Scientists analysed 23,754 menstrual cycles to find that menstruation can be temporarily, harmlessly changed – by taking two mRNA vaccines during the same cycle
People have been discussing anecdotes about COVID vaccines and their periods for a long time. On Twitter, users regularly voice their opinions about a link between the vaccine and their menstrual cycle. Some lament that it isn’t investigated as a health priority. For others, the lack of information can lead to vaccine hesitancy. In general, there is a sense that this mystery of contemporary health has been neglected due to misogynistic decision-making in research.
Dr Laura Payne, director of McLean Hospital and not involved in this study, said: “In many areas of health research, we don’t often study the menstrual cycle. We don’t acknowledge the potential role that hormonal changes reproductive-age women go through could have on outcomes.”
mRNA vaccines change cycle by one day
A new study focuses on figuring out some truths about vaccination and menstruation, using menstrual cycle data generated by 3,959 individuals.
The authors, nodding to widespread anecdotes on the vaccination-menstruation link, said: “Self-reports are useful for rapidly identifying potential signals or rare adverse events, but they are limited by significant confounding and reporting biases.”
The research, published in Obstetrics & Gynecology, finds that participants had a cycle length can change by only 1 day. This apparently happens only to those who are vaccinated with two mRNA doses, such as Pfizer or Moderna, within one of their cycles.
This change did not increase length of menstruation itself. So for instance, if your period was normally for four or seven days, it would remain four or seven days. But you might experience a longer cycle around it, meaning that it would be later than normal.
Can vaccines permanently change menstrual cycles?
Based on the data in this study, no.
The possible change is a menstrual delay of one day.
Since period cycles are hormonal, stress experienced by individuals can change a cycle. Loss or anxiety can be enough to change menstruation dates.
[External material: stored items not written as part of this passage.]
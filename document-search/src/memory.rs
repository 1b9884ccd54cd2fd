//! In-memory search index used for local runs and tests.
//!
//! Scoring counts query-term occurrences across text, filename, and summary.
//! Highlights mimic the OpenSearch ones: one fragment of at most
//! `FRAGMENT_SIZE` characters per field with matched words wrapped in `<em>`.

use std::collections::{HashMap, HashSet};
use std::sync::Arc;

use async_trait::async_trait;
use document_shared::IndexedDocument;
use tokio::sync::RwLock;
use uuid::Uuid;

use crate::errors::SearchIndexError;
use crate::interfaces::SearchIndexProvider;
use crate::opensearch::FRAGMENT_SIZE;
use crate::types::{SearchHit, SearchQuery, FIELD_SUMMARY, FIELD_TEXT};

/// Words of context kept before the first match in a fragment.
const LEADING_CONTEXT_WORDS: usize = 3;

#[derive(Clone, Default)]
pub struct InMemorySearchIndex {
    entries: Arc<RwLock<HashMap<String, IndexedDocument>>>,
}

impl InMemorySearchIndex {
    pub fn new() -> Self {
        Self::default()
    }

    /// Current entry for a document, if any.
    pub async fn get(&self, document_id: Uuid) -> Option<IndexedDocument> {
        self.entries
            .read()
            .await
            .get(&document_id.to_string())
            .cloned()
    }

    pub async fn len(&self) -> usize {
        self.entries.read().await.len()
    }

    pub async fn is_empty(&self) -> bool {
        self.entries.read().await.is_empty()
    }
}

fn normalize(word: &str) -> String {
    word.trim_matches(|c: char| !c.is_alphanumeric())
        .to_lowercase()
}

fn tokens(value: &str) -> impl Iterator<Item = String> + '_ {
    value
        .split(|c: char| !c.is_alphanumeric())
        .filter(|t| !t.is_empty())
        .map(str::to_lowercase)
}

fn score(entry: &IndexedDocument, terms: &HashSet<String>) -> usize {
    let summary = entry.summary.as_deref().unwrap_or_default();
    [entry.text.as_str(), entry.filename.as_str(), summary]
        .into_iter()
        .flat_map(tokens)
        .filter(|token| terms.contains(token))
        .count()
}

/// Build one highlight fragment for `value`, or `None` when no term matches.
fn highlight(value: &str, terms: &HashSet<String>) -> Option<String> {
    let words: Vec<&str> = value.split_whitespace().collect();
    let first_match = words
        .iter()
        .position(|word| terms.contains(&normalize(word)))?;

    let mut fragment = Vec::new();
    let mut visible = 0usize;
    for word in &words[first_match.saturating_sub(LEADING_CONTEXT_WORDS)..] {
        let len = word.chars().count();
        let separator = usize::from(!fragment.is_empty());
        if visible + separator + len > FRAGMENT_SIZE && !fragment.is_empty() {
            break;
        }
        visible += separator + len;
        if terms.contains(&normalize(word)) {
            fragment.push(format!("<em>{}</em>", word));
        } else {
            fragment.push((*word).to_string());
        }
    }
    Some(fragment.join(" "))
}

#[async_trait]
impl SearchIndexProvider for InMemorySearchIndex {
    async fn ensure_index_exists(&self) -> Result<(), SearchIndexError> {
        Ok(())
    }

    async fn index_document(&self, document: &IndexedDocument) -> Result<(), SearchIndexError> {
        let mut entries = self.entries.write().await;
        let entry = entries
            .entry(document.document_id.clone())
            .or_insert_with(IndexedDocument::default);
        let summary = document.summary.clone().or_else(|| entry.summary.take());
        *entry = IndexedDocument {
            summary,
            ..document.clone()
        };
        Ok(())
    }

    async fn update_summary(
        &self,
        document_id: Uuid,
        summary: &str,
    ) -> Result<(), SearchIndexError> {
        let mut entries = self.entries.write().await;
        let entry = entries
            .entry(document_id.to_string())
            .or_insert_with(|| IndexedDocument {
                document_id: document_id.to_string(),
                ..IndexedDocument::default()
            });
        entry.summary = Some(summary.to_string());
        Ok(())
    }

    async fn delete_document(&self, document_id: Uuid) -> Result<(), SearchIndexError> {
        self.entries.write().await.remove(&document_id.to_string());
        Ok(())
    }

    async fn search(&self, query: &SearchQuery) -> Result<Vec<SearchHit>, SearchIndexError> {
        let terms: HashSet<String> = tokens(&query.text).collect();
        if terms.is_empty() {
            return Ok(Vec::new());
        }

        let entries = self.entries.read().await;
        let mut scored: Vec<(usize, &IndexedDocument)> = entries
            .values()
            .map(|entry| (score(entry, &terms), entry))
            .filter(|(score, _)| *score > 0)
            .collect();
        scored.sort_by(|a, b| {
            b.0.cmp(&a.0)
                .then_with(|| a.1.document_id.cmp(&b.1.document_id))
        });

        Ok(scored
            .into_iter()
            .take(query.limit)
            .map(|(score, entry)| {
                let mut highlights = HashMap::new();
                if let Some(fragment) = highlight(&entry.text, &terms) {
                    highlights.insert(FIELD_TEXT.to_string(), vec![fragment]);
                }
                if let Some(fragment) = entry
                    .summary
                    .as_deref()
                    .and_then(|summary| highlight(summary, &terms))
                {
                    highlights.insert(FIELD_SUMMARY.to_string(), vec![fragment]);
                }
                SearchHit {
                    key: entry.document_id.clone(),
                    score: Some(score as f64),
                    source: Some(entry.clone()),
                    highlights,
                }
            })
            .collect())
    }
}

#[cfg(test)]
mod tests {
    use super::*;

    fn entry(id: Uuid, filename: &str, text: &str) -> IndexedDocument {
        IndexedDocument {
            document_id: id.to_string(),
            filename: filename.to_string(),
            content_type: "text/plain".to_string(),
            text: text.to_string(),
            ..IndexedDocument::default()
        }
    }

    #[tokio::test]
    async fn test_search_ranks_by_term_count() {
        let index = InMemorySearchIndex::new();
        let once = Uuid::new_v4();
        let twice = Uuid::new_v4();
        index
            .index_document(&entry(once, "a.txt", "one invoice here"))
            .await
            .unwrap();
        index
            .index_document(&entry(twice, "invoice.txt", "another invoice"))
            .await
            .unwrap();
        index
            .index_document(&entry(Uuid::new_v4(), "b.txt", "nothing relevant"))
            .await
            .unwrap();

        let hits = index.search(&SearchQuery::new("Invoice", 20)).await.unwrap();
        assert_eq!(hits.len(), 2);
        assert_eq!(hits[0].key, twice.to_string());
        assert_eq!(hits[0].score, Some(2.0));
        assert_eq!(hits[1].key, once.to_string());
        assert_eq!(
            hits[1].first_highlight(FIELD_TEXT),
            Some("one <em>invoice</em> here")
        );
    }

    #[tokio::test]
    async fn test_search_respects_limit() {
        let index = InMemorySearchIndex::new();
        for _ in 0..5 {
            index
                .index_document(&entry(Uuid::new_v4(), "x.txt", "report"))
                .await
                .unwrap();
        }
        let hits = index.search(&SearchQuery::new("report", 3)).await.unwrap();
        assert_eq!(hits.len(), 3);
    }

    #[tokio::test]
    async fn test_summary_survives_reindex() {
        let index = InMemorySearchIndex::new();
        let id = Uuid::new_v4();

        // Summary may arrive before the text is indexed
        index.update_summary(id, "short summary").await.unwrap();
        index
            .index_document(&entry(id, "a.txt", "body"))
            .await
            .unwrap();

        let stored = index.get(id).await.unwrap();
        assert_eq!(stored.text, "body");
        assert_eq!(stored.summary.as_deref(), Some("short summary"));
    }

    #[tokio::test]
    async fn test_delete_missing_is_ok() {
        let index = InMemorySearchIndex::new();
        index.delete_document(Uuid::new_v4()).await.unwrap();
        assert!(index.is_empty().await);
    }

    #[test]
    fn test_highlight_is_bounded() {
        let text = format!("{} needle {}", "word ".repeat(100), "word ".repeat(100));
        let terms: HashSet<String> = ["needle".to_string()].into_iter().collect();
        let fragment = highlight(&text, &terms).unwrap();
        let visible = fragment.replace("<em>", "").replace("</em>", "");
        assert!(visible.chars().count() <= FRAGMENT_SIZE);
        assert!(fragment.starts_with("word word word <em>needle</em>"));
    }

    #[test]
    fn test_highlight_without_match() {
        let terms: HashSet<String> = ["needle".to_string()].into_iter().collect();
        assert_eq!(highlight("hay stack", &terms), None);
    }
}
So, the researchers found a more significant menstruation cycle change of eight days – in just 4.3% of unvaccinated and 5.2% of vaccinated people. The difference of 1.1% is not thought to seriously mean anything, or indicate any overall trend in population experience of post-vaccine menstruation. This group of eight-day changers resumed their normal timeframes within another two cycles.
With that in mind, the team want to do more research. They were able to answer one question, but more remain – such as the impact of COVID infection on menstrual cycles.
Can mRNA vaccines harm fertility?
The evidence points to no.
If the two doses of mRNA vaccines are “timed correctly”, they can temporarily adjust the timeframe for the hypothalamic-pituitary-ovarian axis – also known as the delicate balance of hormones that allow the human body to produce lining for the womb and expel it, once a month.
In their write-up, the authors point out that COVID-19 has devastating effects on the same processes. They say that infection with the virus “could be catastrophic to hypothalamic-pituitary-ovarian axis function, sometimes permanently.”